Hi. I need to upgrade a simple Elasticsearch 6.5.4 cluster (3 master eligible+data servers) to 6.8.3. The upgrade guide says this can be done without any service interruption. Disabling shard replication and re-enabling it later is still a bit involved. Can I simply upgrade the FreeBSD package in place & restart the server one by one, seeing if each one joins the cluster first? Other steps in the guide are irrelevant for us (machine learning jobs, plugins etc).
You can, but you might find it takes a lot longer. If shard allocation is enabled then the cluster will start rebuilding lost replicas when the node leaves and will then have to discard all that work when the node comes back.

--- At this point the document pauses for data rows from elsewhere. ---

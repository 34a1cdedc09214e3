//! Widget configuration
//!
//! Defaults match the production SmartAir site. The host page can point the
//! widget at another endpoint or phone number through data attributes on the
//! mount element:
//!
//! ```html
//! <div id="smartair-reservation"
//!      data-api-endpoint="https://staging.smartair.space/reservations"
//!      data-phone="+421 900 000 000"></div>
//! ```

pub const DEFAULT_API_ENDPOINT: &str = "https://api.smartair.space/reservations";
pub const DEFAULT_PHONE: &str = "+421 915 033 440";
pub const PRODUCTS_STORAGE_KEY: &str = "smartair_selected_products";
pub const MOUNT_ELEMENT_ID: &str = "smartair-reservation";

pub const API_ENDPOINT_ATTR: &str = "data-api-endpoint";
pub const PHONE_ATTR: &str = "data-phone";

#[derive(Debug, Clone, PartialEq, Eq)]
pub struct WidgetConfig {
    pub api_endpoint: String,
    pub phone: String,
    pub products_storage_key: String,
    pub mount_id: String,
}

impl Default for WidgetConfig {
    fn default() -> Self {
        Self {
            api_endpoint: DEFAULT_API_ENDPOINT.to_string(),
            phone: DEFAULT_PHONE.to_string(),
            products_storage_key: PRODUCTS_STORAGE_KEY.to_string(),
            mount_id: MOUNT_ELEMENT_ID.to_string(),
        }
    }
}

impl WidgetConfig {
    /// Apply host overrides; blank values keep the current setting
    pub fn with_overrides(mut self, api_endpoint: Option<String>, phone: Option<String>) -> Self {
        if let Some(endpoint) = non_blank(api_endpoint) {
            self.api_endpoint = endpoint;
        }
        if let Some(phone) = non_blank(phone) {
            self.phone = phone;
        }
        self
    }

    /// Read overrides from the mount element's data attributes
    pub fn from_element(self, element: &web_sys::Element) -> Self {
        self.with_overrides(
            element.get_attribute(API_ENDPOINT_ATTR),
            element.get_attribute(PHONE_ATTR),
        )
    }

    /// `tel:` href for the contact link
    pub fn phone_href(&self) -> String {
        let digits: String = self.phone.chars().filter(|c| !c.is_whitespace()).collect();
        format!("tel:{}", digits)
    }
}

fn non_blank(value: Option<String>) -> Option<String> {
    value
        .map(|v| v.trim().to_string())
        .filter(|v| !v.is_empty())
}
pub mod app;
pub mod domain;
pub mod shared;

use app::App;
use contracts::domain::a002_selected_product::aggregate::SelectedProduct;
use domain::a002_selected_product::store::SelectedProductsStore;
use leptos::prelude::*;
use shared::config::WidgetConfig;
use shared::storage::BrowserStorage;
use std::any::Any;
use std::cell::RefCell;
use std::rc::Rc;
use wasm_bindgen::prelude::wasm_bindgen;
use wasm_bindgen::{JsCast, JsValue};
use web_sys::HtmlElement;

thread_local! {
    /// Unmount handle of the live widget; dropping it disposes its reactive owner
    static MOUNTED: RefCell<Option<Box<dyn Any>>> = const { RefCell::new(None) };
}

fn unmount_previous() {
    let previous = MOUNTED.with(|mounted| mounted.borrow_mut().take());
    drop(previous);
}

fn remember_mount(handle: Box<dyn Any>) {
    MOUNTED.with(|mounted| *mounted.borrow_mut() = Some(handle));
}

/// Build the widget inside the host container
///
/// Looks up the element with the configured mount id and falls back to
/// `document.body`. Any previous content of the container is replaced, so
/// calling this again rebuilds the widget from scratch.
#[wasm_bindgen]
pub fn mount_widget() {
    let Some(document) = web_sys::window().and_then(|w| w.document()) else {
        log::error!("Reservation widget: no document to mount into");
        return;
    };

    let defaults = WidgetConfig::default();
    let host = document.get_element_by_id(&defaults.mount_id);
    let config = match &host {
        Some(element) => defaults.from_element(element),
        None => defaults,
    };

    let container = host
        .and_then(|el| el.dyn_into::<HtmlElement>().ok())
        .or_else(|| document.body());
    let Some(container) = container else {
        log::error!("Reservation widget: neither #{} nor <body> found", config.mount_id);
        return;
    };

    unmount_previous();
    container.set_inner_html("");
    log::debug!("Mounting reservation widget, endpoint {}", config.api_endpoint);
    let handle = leptos::mount::mount_to(container, move || view! { <App config=config /> });
    remember_mount(Box::new(handle));
}

/// Add a product to the customer's selection from the host page
///
/// Writes through `localStorage` and refreshes the list of a mounted widget.
#[wasm_bindgen]
pub fn add_selected_product(id: String, name: String) {
    let store = SelectedProductsStore::new(
        Rc::new(BrowserStorage),
        WidgetConfig::default().products_storage_key,
    );
    let products = app::add_selected_product(&store, SelectedProduct::new(id, name));
    log::debug!("Host added a product, {} selected", products.len());
}

#[wasm_bindgen(start)]
pub fn start() {
    // initializes logging using the `log` crate
    _ = console_log::init_with_level(log::Level::Debug);
    console_error_panic_hook::set_once();

    let Some(document) = web_sys::window().and_then(|w| w.document()) else {
        return;
    };

    if document.ready_state() == "loading" {
        let on_ready: JsValue = wasm_bindgen::closure::Closure::once_into_js(move || mount_widget());
        if document
            .add_event_listener_with_callback("DOMContentLoaded", on_ready.unchecked_ref())
            .is_err()
        {
            log::error!("Reservation widget: cannot wait for DOMContentLoaded");
        }
    } else {
        mount_widget();
    }
}

#[cfg(test)]
mod tests {
    use super::*;
    use std::cell::Cell;

    struct DropCounter(Rc<Cell<u32>>);

    impl Drop for DropCounter {
        fn drop(&mut self) {
            self.0.set(self.0.get() + 1);
        }
    }

    #[test]
    fn test_remount_drops_previous_handle() {
        let dropped = Rc::new(Cell::new(0));

        remember_mount(Box::new(DropCounter(dropped.clone())));
        assert_eq!(dropped.get(), 0);

        unmount_previous();
        assert_eq!(dropped.get(), 1);

        // повторный вызов без живого виджета ничего не делает
        unmount_previous();
        assert_eq!(dropped.get(), 1);
    }
}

Thanks, but the guide says that the replication starts after the stopped server has been absent for index.unassigned.node_left.delayed_timeout` (by default, one minute) ? The server will surely restart before that.
It is true that there is by default a short delay before reacting to the node leaving. If you are feeling lucky then you can rely on being able to upgrade and restart each node within that delay to avoid any unnecessary shard allocation.
Thanks. Basically upgrading the node doesn't count towards the limit, only restarting it does, thanks to Unix allowing binaries to be unlinked & replaced while they're running. Some, if not most, OS package upgrading utilities rely on that assumption and might only offer restarting a service at the very end (Debian's APT, for example). FreeBSD's pkg(8) just overwrites them in place, it's your job to restart the service later.
That sounds a little risky: Elasticsearch would run into trouble if it were loading libraries dynamically and those libraries changed out from underneath it while it was running.
The time is measured from the node leaving the cluster to the time it rejoins, which can be quite some time after the node process starts.
As I said, however, the worst case is really that the cluster takes longer than expected to settle down again so as long as that's ok you should be fine.
This topic was automatically closed 28 days after the last reply. New replies are no longer allowed.